It was also created by slave labour and the Greeks inherited the Egyptian acceptance of slavery in its sense of democracy. This failure to see how the proper division of labour was crucial to a human’s sense of self importance would haunt Egypt to modern times. A succession of rulers including Romans, Arabs, Mamluks, Turks, an Albanian named Muhammad Ali, and later the English and Americans made sure it was the bondholders not the bonded that kept control in the country.

General Abdel Nasser was the first Egyptian in thousands of years to properly lead his country. He tried to steer an independent course but his attempt to nationalise the Suez Canal brought down the wrath of the UK, France and Israel in an opportunist war that crippled his state and brought the problems of Gaza to world attention. Israel's continued nagging killed him of a heart attack in 1970.

Vice President Anwar Sadat was Nasser’s logical successor. He was a senior member of Nasser’s Free Officers group that overthrew the hated royal regime and the one who announced Farouk’s removal on radio.

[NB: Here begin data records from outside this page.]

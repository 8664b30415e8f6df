//! Command-line argument parsing

use clap::{ArgAction, Parser, Subcommand};
use std::path::PathBuf;

/// Garagiste CLI
#[derive(Parser, Debug)]
#[command(name = "garagectl")]
#[command(about = "Garagiste - assistant de diagnostic automobile", long_about = None)]
#[command(version)]
#[command(disable_help_subcommand = true)]
pub struct Cli {
    /// Config file (overrides ~/.config/garagiste/config.toml)
    #[arg(long, global = true, value_name = "PATH")]
    pub config: Option<PathBuf>,

    /// Knowledge base file (overrides the config)
    #[arg(long, global = true, value_name = "PATH")]
    pub kb: Option<PathBuf>,

    /// ASCII list markers instead of emojis
    #[arg(long, global = true)]
    pub ascii: bool,

    /// Color output: auto, always or never
    #[arg(long, global = true, value_name = "WHEN")]
    pub color: Option<String>,

    /// More log output (-v info, -vv debug, -vvv trace)
    #[arg(short, long, global = true, action = ArgAction::Count)]
    pub verbose: u8,

    /// Subcommand (if not provided, starts a chat)
    #[command(subcommand)]
    pub command: Option<Commands>,
}

#[derive(Subcommand, Debug, Clone, PartialEq, Eq)]
pub enum Commands {
    /// Diagnose one description and exit
    Ask {
        /// Problem description
        #[arg(required = true, num_args = 1..)]
        utterance: Vec<String>,

        /// Output JSON only
        #[arg(long)]
        json: bool,
    },

    /// Interactive chat session
    Chat,

    /// List the quick questions
    Quick,

    /// List the knowledge base, or validate a knowledge file
    Kb {
        /// File to validate
        #[arg(long, value_name = "PATH")]
        file: Option<PathBuf>,
    },
}

impl Cli {
    pub fn resolved_command(&self) -> Commands {
        self.command.clone().unwrap_or(Commands::Chat)
    }
}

Sadat was an astute president. When the Russians refused his request for more arms, he retaliated by agreeing to American terms for a peace settlement with Israel. He also courted senior Christian religious figures such as the Pope and Billy Graham to humanise himself with American voters. His visit to Israel in 1977 cemented his status as a senior Arab leader and earned him a Nobel a year later, even if it brought on the wrath of most of the Arab world.

But in the same year he went to Jerusalem, there were riots in Cairo. Sadat like other rulers before him tolerated no dissent on the home front and like Nasser he never put himself up for election. His economic policy “infitah” aimed at liberalising the economy saw cuts to subsidies to foodstuffs. The cuts to flour, rice, and cooking oil subsidies triggered the bread riots of 1977 forcing Sadat to backtrack. Despite its oil money, Egypt was caught between the demands of its people and the international bankers.

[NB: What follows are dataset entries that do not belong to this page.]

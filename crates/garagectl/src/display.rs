//! Terminal output for replies, history and menus.
//!
//! Reply text carries `**bold**` markup. With color on, the markup becomes
//! ANSI bold; without, it is stripped.

use crate::thinking::{format_elapsed, PREFIX};
use garage_shared::presets::QUICK_QUESTIONS;
use garage_shared::render::{emphasis_spans, strip_markup};
use garage_shared::{ConversationMessage, Role};
use owo_colors::OwoColorize;
use std::time::Duration;

pub const USER_PREFIX: &str = "[vous]";

#[derive(Debug, Clone, Copy, PartialEq, Eq)]
pub struct Printer {
    color: bool,
}

impl Printer {
    pub fn new(color: bool) -> Self {
        Self { color }
    }

    /// One line of reply text, markup resolved
    pub fn format_line(&self, line: &str) -> String {
        if !self.color {
            return strip_markup(line);
        }
        emphasis_spans(line)
            .into_iter()
            .map(|(bold, span)| {
                if bold {
                    span.bold().to_string()
                } else {
                    span.to_string()
                }
            })
            .collect()
    }

    /// Whole reply text, line by line
    pub fn format_text(&self, text: &str) -> String {
        text.lines()
            .map(|line| self.format_line(line))
            .collect::<Vec<_>>()
            .join("\n")
    }

    fn prefix(&self, role: Role) -> String {
        match (role, self.color) {
            (Role::Bot, true) => PREFIX.bright_cyan().to_string(),
            (Role::User, true) => USER_PREFIX.bright_green().to_string(),
            (Role::Bot, false) => PREFIX.to_string(),
            (Role::User, false) => USER_PREFIX.to_string(),
        }
    }

    pub fn format_message(&self, message: &ConversationMessage) -> String {
        format!(
            "{}  {}",
            self.prefix(message.role),
            self.format_text(&message.content)
        )
    }

    pub fn print_message(&self, message: &ConversationMessage) {
        println!("{}", self.format_message(message));
        println!();
    }

    /// Bot reply followed by how long it took
    pub fn print_reply(&self, message: &ConversationMessage, elapsed: Duration) {
        println!("{}", self.format_message(message));
        self.notice(&format_elapsed(elapsed));
        println!();
    }

    /// Full history with timestamps
    pub fn print_history(&self, messages: &[ConversationMessage]) {
        for message in messages {
            let stamp = message.timestamp.format("%H:%M:%S").to_string();
            if self.color {
                println!("{} #{}", stamp.dimmed(), message.id);
            } else {
                println!("{} #{}", stamp, message.id);
            }
            self.print_message(message);
        }
    }

    pub fn print_quick_questions(&self) {
        for (i, question) in QUICK_QUESTIONS.iter().enumerate() {
            if self.color {
                println!("  {} {}", format!("{}.", i + 1).bright_yellow(), question);
            } else {
                println!("  {}. {}", i + 1, question);
            }
        }
    }

    pub fn notice(&self, text: &str) {
        if self.color {
            println!("{}", text.dimmed());
        } else {
            println!("{}", text);
        }
    }

    pub fn warning(&self, text: &str) {
        if self.color {
            eprintln!("{} {}", "!".bright_red().bold(), text);
        } else {
            eprintln!("! {}", text);
        }
    }
}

With rage growing over his Israeli peace deal, his opponents attempted a coup that was defeated by Sadat’s intelligence organisation. Their crackdown missed one key opposition figure Khalid Islambouli who murdered Sadat in a victory parade in 1981. Egypt executed Islambouli while the Ayatollah’s Iran celebrated him as a martyr. Sadat’s death brought his deputy Hosni Mubarak to the presidency where he tentatively remains to this day.

Mubarak kept to the Sadat agenda. He survived six assassination attempts and got his payday in 1991 when the US and its allies forgave Egypt $20 billion in debts for joining the war to remove Saddam Hussein from Kuwait. By then Mubarak was able to play the “politically stable” card as a long-term leader in a country with few changes of power. The west was prepared to overlook it was a lack of democracy that led to this stability, in order to “deal with” the Egyptian regime.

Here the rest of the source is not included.